◆ MATERIAL FOR THE TASK ◆
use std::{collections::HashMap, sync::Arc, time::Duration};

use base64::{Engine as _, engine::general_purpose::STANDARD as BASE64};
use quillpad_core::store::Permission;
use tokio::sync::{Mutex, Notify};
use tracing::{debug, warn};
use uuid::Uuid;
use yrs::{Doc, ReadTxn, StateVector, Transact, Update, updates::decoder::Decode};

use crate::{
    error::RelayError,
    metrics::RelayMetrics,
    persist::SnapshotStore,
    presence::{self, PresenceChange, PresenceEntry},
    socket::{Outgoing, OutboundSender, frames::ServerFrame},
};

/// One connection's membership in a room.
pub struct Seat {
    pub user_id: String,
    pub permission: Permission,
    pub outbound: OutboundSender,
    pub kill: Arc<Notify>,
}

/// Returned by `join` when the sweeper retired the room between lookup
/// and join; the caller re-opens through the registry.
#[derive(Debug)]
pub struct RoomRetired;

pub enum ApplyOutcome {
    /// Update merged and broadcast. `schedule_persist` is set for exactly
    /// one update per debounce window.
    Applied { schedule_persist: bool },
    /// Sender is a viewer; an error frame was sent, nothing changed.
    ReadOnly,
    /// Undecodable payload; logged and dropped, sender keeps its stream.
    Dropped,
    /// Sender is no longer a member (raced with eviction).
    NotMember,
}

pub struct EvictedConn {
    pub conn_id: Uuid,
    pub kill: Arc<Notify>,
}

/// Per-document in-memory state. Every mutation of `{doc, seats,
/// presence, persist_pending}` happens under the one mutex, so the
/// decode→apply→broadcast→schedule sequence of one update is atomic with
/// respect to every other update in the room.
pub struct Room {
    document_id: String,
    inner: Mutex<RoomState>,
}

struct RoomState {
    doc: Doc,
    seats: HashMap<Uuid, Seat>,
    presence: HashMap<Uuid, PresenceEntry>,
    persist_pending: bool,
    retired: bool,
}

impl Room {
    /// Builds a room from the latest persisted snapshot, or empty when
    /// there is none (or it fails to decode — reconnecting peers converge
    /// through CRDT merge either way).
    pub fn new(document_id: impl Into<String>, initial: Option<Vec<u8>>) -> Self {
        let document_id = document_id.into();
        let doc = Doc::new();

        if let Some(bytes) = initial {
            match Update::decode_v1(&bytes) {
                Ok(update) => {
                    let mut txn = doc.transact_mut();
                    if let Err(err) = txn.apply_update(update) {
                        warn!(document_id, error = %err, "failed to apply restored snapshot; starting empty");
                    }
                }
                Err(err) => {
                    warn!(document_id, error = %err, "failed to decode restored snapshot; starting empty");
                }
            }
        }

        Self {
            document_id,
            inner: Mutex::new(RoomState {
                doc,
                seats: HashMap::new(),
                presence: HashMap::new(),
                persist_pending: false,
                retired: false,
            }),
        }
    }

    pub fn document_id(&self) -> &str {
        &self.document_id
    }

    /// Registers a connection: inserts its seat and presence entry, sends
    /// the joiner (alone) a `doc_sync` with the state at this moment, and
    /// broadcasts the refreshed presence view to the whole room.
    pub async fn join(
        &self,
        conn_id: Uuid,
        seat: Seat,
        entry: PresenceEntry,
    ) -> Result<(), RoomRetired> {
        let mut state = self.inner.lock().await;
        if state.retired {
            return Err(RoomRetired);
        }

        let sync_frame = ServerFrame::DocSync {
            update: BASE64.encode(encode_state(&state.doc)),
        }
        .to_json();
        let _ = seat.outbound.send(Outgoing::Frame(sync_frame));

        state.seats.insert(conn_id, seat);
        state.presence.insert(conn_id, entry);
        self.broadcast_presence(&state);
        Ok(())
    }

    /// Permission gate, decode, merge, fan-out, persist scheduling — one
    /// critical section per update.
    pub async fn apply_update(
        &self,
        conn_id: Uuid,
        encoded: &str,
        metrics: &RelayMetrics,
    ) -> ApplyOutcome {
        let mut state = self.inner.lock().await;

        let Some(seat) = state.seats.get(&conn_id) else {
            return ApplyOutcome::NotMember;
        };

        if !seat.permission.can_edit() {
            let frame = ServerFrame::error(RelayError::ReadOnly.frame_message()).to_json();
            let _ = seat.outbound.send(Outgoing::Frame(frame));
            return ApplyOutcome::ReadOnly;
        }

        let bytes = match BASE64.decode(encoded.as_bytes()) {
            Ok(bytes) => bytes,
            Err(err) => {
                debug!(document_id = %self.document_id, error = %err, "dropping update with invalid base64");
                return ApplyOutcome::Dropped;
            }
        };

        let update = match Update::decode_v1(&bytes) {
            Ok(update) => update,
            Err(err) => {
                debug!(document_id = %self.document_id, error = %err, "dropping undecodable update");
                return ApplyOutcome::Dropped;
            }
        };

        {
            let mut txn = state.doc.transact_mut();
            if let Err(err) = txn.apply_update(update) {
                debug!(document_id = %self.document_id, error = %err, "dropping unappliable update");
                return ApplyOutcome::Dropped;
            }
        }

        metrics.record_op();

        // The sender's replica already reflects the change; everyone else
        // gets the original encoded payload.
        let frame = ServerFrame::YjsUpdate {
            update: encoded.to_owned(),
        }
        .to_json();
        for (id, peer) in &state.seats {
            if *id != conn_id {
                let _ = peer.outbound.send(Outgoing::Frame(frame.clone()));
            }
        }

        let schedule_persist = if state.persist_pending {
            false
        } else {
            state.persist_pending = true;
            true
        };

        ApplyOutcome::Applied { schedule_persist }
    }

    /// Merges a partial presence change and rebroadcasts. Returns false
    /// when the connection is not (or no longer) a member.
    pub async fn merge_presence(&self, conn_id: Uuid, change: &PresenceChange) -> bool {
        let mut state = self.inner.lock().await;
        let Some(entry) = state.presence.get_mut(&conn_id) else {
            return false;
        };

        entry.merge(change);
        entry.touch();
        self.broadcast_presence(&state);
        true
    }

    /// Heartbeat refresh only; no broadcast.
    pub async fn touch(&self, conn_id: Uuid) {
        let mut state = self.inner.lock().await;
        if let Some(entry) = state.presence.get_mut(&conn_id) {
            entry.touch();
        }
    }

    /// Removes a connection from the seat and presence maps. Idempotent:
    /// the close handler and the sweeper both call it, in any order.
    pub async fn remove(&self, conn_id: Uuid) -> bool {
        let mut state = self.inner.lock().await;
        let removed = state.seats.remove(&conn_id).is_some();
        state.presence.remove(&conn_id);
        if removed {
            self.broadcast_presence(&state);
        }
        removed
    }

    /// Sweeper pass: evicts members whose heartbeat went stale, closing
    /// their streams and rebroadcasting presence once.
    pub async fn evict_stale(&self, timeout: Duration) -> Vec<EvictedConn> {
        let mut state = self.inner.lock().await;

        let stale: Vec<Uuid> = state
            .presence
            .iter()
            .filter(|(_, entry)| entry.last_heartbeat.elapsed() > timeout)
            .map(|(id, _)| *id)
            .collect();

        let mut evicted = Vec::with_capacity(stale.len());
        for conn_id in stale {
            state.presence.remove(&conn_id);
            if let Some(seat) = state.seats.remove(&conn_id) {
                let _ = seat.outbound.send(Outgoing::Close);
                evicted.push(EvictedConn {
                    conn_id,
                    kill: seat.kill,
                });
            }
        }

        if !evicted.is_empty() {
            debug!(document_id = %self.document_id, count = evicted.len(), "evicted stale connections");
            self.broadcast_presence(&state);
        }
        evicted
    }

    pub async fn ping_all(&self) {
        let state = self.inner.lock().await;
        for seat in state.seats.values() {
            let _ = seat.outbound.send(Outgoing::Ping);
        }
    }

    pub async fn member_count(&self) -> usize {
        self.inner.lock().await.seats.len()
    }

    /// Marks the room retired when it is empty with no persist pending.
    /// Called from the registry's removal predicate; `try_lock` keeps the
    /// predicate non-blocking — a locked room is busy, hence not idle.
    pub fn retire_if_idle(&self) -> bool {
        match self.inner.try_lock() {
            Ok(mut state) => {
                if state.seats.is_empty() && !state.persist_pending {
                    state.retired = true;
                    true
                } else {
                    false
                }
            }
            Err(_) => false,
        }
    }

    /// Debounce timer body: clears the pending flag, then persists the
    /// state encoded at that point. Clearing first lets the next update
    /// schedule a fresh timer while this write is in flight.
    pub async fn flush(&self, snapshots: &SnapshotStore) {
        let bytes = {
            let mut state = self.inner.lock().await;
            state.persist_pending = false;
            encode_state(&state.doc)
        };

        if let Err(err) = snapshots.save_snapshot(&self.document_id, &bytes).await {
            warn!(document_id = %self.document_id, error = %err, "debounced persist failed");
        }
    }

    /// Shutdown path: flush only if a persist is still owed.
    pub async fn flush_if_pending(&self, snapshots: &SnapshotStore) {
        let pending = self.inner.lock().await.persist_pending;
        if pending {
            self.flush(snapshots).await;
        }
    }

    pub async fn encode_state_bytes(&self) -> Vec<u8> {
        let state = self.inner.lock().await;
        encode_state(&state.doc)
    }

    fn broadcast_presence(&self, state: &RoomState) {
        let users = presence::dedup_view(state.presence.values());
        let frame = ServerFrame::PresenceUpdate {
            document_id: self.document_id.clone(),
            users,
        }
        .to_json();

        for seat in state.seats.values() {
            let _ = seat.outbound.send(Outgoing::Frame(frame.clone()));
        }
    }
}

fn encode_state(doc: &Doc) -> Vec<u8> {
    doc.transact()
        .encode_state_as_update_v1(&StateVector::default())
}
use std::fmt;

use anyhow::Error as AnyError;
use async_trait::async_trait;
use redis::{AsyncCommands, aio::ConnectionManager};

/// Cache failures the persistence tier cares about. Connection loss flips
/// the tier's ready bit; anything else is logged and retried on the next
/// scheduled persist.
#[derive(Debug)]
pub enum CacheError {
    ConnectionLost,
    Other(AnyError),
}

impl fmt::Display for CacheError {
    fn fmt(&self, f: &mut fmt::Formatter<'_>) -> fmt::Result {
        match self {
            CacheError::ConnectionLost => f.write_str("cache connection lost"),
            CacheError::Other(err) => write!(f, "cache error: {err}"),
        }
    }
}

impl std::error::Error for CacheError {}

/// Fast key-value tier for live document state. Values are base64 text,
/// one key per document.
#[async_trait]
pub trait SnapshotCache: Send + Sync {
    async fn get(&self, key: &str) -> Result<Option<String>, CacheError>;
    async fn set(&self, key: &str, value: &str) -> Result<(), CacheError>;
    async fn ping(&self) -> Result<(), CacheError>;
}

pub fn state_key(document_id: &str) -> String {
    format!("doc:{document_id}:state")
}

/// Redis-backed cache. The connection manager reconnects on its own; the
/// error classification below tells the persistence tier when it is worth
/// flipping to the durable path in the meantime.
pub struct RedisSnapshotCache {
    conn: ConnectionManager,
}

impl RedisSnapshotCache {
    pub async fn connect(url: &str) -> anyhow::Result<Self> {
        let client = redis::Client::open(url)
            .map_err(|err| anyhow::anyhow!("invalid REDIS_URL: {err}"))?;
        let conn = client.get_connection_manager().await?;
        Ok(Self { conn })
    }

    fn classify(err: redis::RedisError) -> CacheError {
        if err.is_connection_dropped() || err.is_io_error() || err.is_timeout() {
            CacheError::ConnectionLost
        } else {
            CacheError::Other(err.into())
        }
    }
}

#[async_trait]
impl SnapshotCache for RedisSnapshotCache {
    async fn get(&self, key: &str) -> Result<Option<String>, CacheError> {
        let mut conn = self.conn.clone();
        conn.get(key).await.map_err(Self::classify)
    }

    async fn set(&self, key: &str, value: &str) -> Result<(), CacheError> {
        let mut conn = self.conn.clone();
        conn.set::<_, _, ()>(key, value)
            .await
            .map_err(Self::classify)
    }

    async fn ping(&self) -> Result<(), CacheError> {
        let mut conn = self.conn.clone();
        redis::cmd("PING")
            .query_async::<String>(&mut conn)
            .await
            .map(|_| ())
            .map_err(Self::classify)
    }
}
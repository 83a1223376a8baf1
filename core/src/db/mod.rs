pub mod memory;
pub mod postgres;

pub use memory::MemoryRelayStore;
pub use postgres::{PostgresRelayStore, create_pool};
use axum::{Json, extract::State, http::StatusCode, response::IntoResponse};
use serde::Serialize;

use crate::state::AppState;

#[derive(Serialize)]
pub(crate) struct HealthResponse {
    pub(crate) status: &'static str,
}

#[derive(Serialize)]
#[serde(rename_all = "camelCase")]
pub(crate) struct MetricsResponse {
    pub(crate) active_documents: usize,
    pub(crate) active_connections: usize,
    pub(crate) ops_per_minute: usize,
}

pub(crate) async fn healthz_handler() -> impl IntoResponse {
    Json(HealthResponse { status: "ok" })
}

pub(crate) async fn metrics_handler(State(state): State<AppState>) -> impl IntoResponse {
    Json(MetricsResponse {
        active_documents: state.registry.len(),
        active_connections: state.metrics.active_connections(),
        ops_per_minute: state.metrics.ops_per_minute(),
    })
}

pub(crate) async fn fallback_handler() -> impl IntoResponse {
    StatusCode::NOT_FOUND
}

◆ EXERCISE INSTRUCTIONS ◆
Within the records above, determine how many lines contain the word "ConnectionManager". Respond with that number and no other text.

◆ ANSWER TO THE PROBLEM ◆
2